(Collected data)
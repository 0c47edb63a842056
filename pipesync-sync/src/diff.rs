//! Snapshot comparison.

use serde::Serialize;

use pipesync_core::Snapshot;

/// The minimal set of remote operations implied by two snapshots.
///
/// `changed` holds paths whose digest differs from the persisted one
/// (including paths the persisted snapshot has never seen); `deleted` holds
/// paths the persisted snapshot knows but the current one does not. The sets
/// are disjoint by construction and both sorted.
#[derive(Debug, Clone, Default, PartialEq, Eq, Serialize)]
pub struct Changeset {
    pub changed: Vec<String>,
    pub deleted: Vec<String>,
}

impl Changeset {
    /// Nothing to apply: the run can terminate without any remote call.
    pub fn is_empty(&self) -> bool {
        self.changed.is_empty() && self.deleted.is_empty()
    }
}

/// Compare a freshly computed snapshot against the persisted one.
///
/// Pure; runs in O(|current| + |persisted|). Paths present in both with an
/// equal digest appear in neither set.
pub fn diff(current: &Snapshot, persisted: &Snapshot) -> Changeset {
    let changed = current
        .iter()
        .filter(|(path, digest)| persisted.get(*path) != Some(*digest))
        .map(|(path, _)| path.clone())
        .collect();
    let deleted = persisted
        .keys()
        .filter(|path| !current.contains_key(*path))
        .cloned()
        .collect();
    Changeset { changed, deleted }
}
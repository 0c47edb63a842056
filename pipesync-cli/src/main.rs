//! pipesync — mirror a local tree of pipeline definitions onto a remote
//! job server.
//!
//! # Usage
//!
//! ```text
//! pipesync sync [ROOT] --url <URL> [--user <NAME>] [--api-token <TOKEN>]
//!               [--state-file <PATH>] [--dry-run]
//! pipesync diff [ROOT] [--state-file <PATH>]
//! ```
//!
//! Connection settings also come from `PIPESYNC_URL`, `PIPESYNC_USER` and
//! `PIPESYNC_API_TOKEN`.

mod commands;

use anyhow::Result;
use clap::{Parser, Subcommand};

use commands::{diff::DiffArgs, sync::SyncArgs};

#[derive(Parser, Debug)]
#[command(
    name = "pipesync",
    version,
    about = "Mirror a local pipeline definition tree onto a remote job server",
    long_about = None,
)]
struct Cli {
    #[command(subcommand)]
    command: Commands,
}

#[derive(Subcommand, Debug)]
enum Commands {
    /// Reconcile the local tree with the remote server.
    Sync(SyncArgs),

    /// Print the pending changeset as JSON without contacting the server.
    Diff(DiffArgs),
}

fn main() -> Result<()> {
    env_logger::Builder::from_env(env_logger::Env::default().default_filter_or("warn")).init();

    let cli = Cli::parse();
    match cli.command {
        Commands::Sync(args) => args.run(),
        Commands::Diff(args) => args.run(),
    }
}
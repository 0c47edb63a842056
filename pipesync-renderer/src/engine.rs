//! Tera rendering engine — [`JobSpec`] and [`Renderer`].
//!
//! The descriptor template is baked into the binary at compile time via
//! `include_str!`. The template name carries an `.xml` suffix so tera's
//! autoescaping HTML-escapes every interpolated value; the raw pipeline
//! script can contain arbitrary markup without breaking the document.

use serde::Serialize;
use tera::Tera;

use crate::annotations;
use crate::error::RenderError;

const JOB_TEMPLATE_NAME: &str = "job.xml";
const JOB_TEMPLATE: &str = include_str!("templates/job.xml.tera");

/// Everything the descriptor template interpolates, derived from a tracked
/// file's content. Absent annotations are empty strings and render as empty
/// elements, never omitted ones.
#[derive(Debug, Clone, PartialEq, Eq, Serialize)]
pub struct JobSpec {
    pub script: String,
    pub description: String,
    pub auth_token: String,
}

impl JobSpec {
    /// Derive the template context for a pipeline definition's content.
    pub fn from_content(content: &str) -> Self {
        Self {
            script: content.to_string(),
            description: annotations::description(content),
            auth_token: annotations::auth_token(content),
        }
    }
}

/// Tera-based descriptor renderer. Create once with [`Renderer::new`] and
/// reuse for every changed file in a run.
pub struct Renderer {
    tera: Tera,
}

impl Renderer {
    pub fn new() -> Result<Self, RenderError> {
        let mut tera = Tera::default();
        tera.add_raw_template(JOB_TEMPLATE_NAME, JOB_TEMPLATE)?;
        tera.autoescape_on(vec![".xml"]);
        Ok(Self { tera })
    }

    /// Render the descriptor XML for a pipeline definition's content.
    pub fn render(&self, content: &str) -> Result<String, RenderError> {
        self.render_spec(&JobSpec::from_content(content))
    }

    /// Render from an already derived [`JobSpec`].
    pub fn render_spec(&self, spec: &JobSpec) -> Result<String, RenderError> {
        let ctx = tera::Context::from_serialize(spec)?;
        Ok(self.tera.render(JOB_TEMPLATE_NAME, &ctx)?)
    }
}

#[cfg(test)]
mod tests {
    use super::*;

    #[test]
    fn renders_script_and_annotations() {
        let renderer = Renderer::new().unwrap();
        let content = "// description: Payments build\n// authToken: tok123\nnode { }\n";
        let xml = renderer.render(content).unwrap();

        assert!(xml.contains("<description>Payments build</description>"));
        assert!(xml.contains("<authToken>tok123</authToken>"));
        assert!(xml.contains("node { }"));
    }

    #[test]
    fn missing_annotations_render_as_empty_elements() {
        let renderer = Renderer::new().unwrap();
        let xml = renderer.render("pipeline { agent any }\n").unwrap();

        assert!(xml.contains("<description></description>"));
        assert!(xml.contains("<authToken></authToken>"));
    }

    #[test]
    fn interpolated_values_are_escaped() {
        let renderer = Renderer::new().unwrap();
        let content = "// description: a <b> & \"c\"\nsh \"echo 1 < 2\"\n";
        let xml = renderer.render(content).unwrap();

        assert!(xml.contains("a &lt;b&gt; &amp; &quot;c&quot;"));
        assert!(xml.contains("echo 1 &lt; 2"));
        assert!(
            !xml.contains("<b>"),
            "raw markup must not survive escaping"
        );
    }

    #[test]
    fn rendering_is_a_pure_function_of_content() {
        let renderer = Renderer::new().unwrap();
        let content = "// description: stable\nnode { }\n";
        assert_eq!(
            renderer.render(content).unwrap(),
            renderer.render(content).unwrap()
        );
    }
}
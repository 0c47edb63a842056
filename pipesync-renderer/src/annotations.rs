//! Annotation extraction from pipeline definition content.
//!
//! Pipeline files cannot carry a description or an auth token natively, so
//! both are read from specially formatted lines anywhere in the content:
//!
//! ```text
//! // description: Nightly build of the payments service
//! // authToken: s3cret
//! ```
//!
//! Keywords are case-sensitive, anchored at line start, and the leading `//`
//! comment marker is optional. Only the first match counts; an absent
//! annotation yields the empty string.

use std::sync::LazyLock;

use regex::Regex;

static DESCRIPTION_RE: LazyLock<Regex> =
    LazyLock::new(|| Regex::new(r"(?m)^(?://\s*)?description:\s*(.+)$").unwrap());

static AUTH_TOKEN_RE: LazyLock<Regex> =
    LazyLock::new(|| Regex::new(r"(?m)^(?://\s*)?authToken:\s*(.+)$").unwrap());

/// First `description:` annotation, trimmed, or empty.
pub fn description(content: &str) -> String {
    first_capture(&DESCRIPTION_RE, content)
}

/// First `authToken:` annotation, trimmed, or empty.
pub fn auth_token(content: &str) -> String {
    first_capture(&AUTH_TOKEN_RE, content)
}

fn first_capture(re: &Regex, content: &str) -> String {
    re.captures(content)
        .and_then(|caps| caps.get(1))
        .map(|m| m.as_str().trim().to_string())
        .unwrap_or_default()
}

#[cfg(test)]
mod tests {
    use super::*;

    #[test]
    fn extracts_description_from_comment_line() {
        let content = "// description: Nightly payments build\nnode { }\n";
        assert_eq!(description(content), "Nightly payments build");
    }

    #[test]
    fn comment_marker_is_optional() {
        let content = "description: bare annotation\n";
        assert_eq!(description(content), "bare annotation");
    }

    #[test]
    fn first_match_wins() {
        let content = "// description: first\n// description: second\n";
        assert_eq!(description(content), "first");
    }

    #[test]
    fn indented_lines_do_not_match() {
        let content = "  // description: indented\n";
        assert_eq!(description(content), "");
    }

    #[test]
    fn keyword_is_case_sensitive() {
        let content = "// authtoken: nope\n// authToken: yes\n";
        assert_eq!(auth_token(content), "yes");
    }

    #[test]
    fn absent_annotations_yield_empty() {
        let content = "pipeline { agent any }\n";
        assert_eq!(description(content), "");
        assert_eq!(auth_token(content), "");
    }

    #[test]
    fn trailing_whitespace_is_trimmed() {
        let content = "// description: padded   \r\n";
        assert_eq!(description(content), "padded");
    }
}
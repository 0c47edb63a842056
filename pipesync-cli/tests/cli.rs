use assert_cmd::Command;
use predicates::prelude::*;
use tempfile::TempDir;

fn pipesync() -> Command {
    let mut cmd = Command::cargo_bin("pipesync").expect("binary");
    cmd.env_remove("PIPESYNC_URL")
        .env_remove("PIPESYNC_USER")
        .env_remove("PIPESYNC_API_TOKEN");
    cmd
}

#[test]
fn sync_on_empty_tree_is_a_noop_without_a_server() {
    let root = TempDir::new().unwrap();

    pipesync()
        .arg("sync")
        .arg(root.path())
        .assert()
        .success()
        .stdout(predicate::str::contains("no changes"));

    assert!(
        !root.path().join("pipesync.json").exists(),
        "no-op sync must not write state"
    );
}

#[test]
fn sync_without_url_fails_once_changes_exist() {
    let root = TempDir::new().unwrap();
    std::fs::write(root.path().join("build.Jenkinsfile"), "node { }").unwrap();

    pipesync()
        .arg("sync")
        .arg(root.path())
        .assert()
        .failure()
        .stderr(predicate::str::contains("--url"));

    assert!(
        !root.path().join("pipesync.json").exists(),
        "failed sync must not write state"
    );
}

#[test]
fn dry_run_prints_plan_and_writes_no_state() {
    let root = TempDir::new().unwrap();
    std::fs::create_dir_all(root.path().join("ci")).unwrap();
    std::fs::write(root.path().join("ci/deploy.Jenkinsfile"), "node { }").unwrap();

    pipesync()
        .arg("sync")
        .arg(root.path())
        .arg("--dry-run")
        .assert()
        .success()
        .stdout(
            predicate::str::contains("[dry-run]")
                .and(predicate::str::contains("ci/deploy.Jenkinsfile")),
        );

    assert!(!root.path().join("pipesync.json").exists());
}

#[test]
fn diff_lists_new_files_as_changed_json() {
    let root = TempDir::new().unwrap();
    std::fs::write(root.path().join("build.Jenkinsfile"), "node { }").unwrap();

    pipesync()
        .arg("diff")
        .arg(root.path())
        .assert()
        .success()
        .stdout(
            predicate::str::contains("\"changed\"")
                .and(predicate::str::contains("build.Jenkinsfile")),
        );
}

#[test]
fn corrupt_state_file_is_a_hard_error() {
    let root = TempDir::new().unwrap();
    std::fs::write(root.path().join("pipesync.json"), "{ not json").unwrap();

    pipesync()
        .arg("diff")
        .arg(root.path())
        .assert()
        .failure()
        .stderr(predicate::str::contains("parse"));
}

WHAT IS BEING ASKED: Gather each line in the data that holds the string "authToken".

SOLUTION FOR THIS PROBLEM:
        let content = "// description: Payments build\n// authToken: tok123\nnode { }\n";
        assert!(xml.contains("<authToken>tok123</authToken>"));
        assert!(xml.contains("<authToken></authToken>"));
//! // authToken: s3cret
    LazyLock::new(|| Regex::new(r"(?m)^(?://\s*)?authToken:\s*(.+)$").unwrap());
/// First `authToken:` annotation, trimmed, or empty.
        let content = "// authtoken: nope\n// authToken: yes\n";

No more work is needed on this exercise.